Am 14.08.22 um 16:13 schrieb Jens Axboe:
On 8/14/22 8:11 AM, Stefan Metzmacher wrote:
Hi Jens,
io_uring handles short sends/recvs for stream sockets when MSG_WAITALL
is set, however new zerocopy send is inconsistent in this regard, which
might be confusing. Handle short sends.
Signed-off-by: Pavel Begunkov <asml.silence@xxxxxxxxx>
---
io_uring/net.c | 20 +++++++++++++++++---
1 file changed, 17 insertions(+), 3 deletions(-)
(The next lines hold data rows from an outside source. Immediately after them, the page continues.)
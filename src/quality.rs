use crate::models::SalesDataset;
use serde::{Deserialize, Serialize};
use serde_json::Value;
use std::fmt;

const UNKNOWN_RECORD_LABEL: &str = "<unknown>";

#[derive(Debug, Clone, PartialEq, Eq, Serialize, Deserialize)]
#[serde(rename_all = "camelCase")]
pub struct QualityIssue {
    pub dataset: String,
    pub record_id: Option<String>,
    pub missing_fields: Vec<String>,
}

impl fmt::Display for QualityIssue {
    fn fmt(&self, f: &mut fmt::Formatter<'_>) -> fmt::Result {
        write!(
            f,
            "Missing data in {} record {}",
            self.dataset,
            self.record_id.as_deref().unwrap_or(UNKNOWN_RECORD_LABEL)
        )
    }
}

/// Scans every collection of the dataset for null fields.
pub fn check_completeness(dataset: &SalesDataset) -> Vec<QualityIssue> {
    let tables = match dataset.raw_tables() {
        Ok(tables) => tables,
        Err(error) => {
            tracing::warn!(error = %error, "could not build raw rows for quality check");
            return Vec::new();
        }
    };

    tables
        .iter()
        .flat_map(|(name, rows)| check_records(name, rows))
        .collect()
}

/// One issue per row holding at least one null field, in row order.
pub fn check_records(dataset_name: &str, rows: &[Value]) -> Vec<QualityIssue> {
    rows.iter()
        .filter_map(|row| inspect_row(dataset_name, row))
        .collect()
}

fn inspect_row(dataset_name: &str, row: &Value) -> Option<QualityIssue> {
    let Some(fields) = row.as_object() else {
        return Some(QualityIssue {
            dataset: dataset_name.to_string(),
            record_id: None,
            missing_fields: vec!["<record>".to_string()],
        });
    };

    let missing_fields = fields
        .iter()
        .filter(|(_, value)| value.is_null())
        .map(|(key, _)| key.clone())
        .collect::<Vec<_>>();
    if missing_fields.is_empty() {
        return None;
    }

    let record_id = fields.get("id").and_then(|id| match id {
        Value::String(text) => Some(text.clone()),
        Value::Null => None,
        other => Some(other.to_string()),
    });

    Some(QualityIssue {
        dataset: dataset_name.to_string(),
        record_id,
        missing_fields,
    })
}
diff --git a/io_uring/net.c b/io_uring/net.c
index 32fc3da04e41..f9f080b3cc1e 100644
--- a/io_uring/net.c
+++ b/io_uring/net.c
@@ -70,6 +70,7 @@ struct io_sendzc {
unsigned flags;
unsigned addr_len;
void __user *addr;
+ size_t done_io;
};
#define IO_APOLL_MULTI_POLLED (REQ_F_APOLL_MULTISHOT | REQ_F_POLLED)
@@ -878,6 +879,7 @@ int io_sendzc_prep(struct io_kiocb *req, const struct io_uring_sqe *sqe)
zc->addr = u64_to_user_ptr(READ_ONCE(sqe->addr2));
zc->addr_len = READ_ONCE(sqe->addr_len);
+ zc->done_io = 0;
#ifdef CONFIG_COMPAT
if (req->ctx->compat)
@@ -1012,11 +1014,23 @@ int io_sendzc(struct io_kiocb *req, unsigned int issue_flags)
if (unlikely(ret < min_ret)) {
if (ret == -EAGAIN && (issue_flags & IO_URING_F_NONBLOCK))
return -EAGAIN;
- return ret == -ERESTARTSYS ? -EINTR : ret;
+ if (ret > 0 && io_net_retry(sock, msg.msg_flags)) {
+ zc->len -= ret;
+ zc->buf += ret;
+ zc->done_io += ret;
+ req->flags |= REQ_F_PARTIAL_IO;
Don't we need a prep_async function and/or something like
io_setup_async_msg() here to handle address?
I don't think so, it's a non-vectored interface, so all the state is
already in io_sendzc.
This has support for sockaddr address compared to io_send(),
if the caller need to keep io_sendzc->addr valid until the qce arrived,
then we need to clearly document that, as that doesn't match the common practice
of other opcodes. Currently everything but data buffers can go after the sqe is
submitted.
Good point, it's not just the 'from' address. Pavel?
It's basically dest_addr from:
ssize_t sendto(int sockfd, const void *buf, size_t len, int flags,
const struct sockaddr *dest_addr, socklen_t addrlen);
It's not used in most cases, but for non-connected udp sockets you need it.
Maybe the fixed io_op_def.async_size could be changed to something that only
allocated the async data if needed. Maybe the prep_async() hook could to the allocation
itself if needed.
metze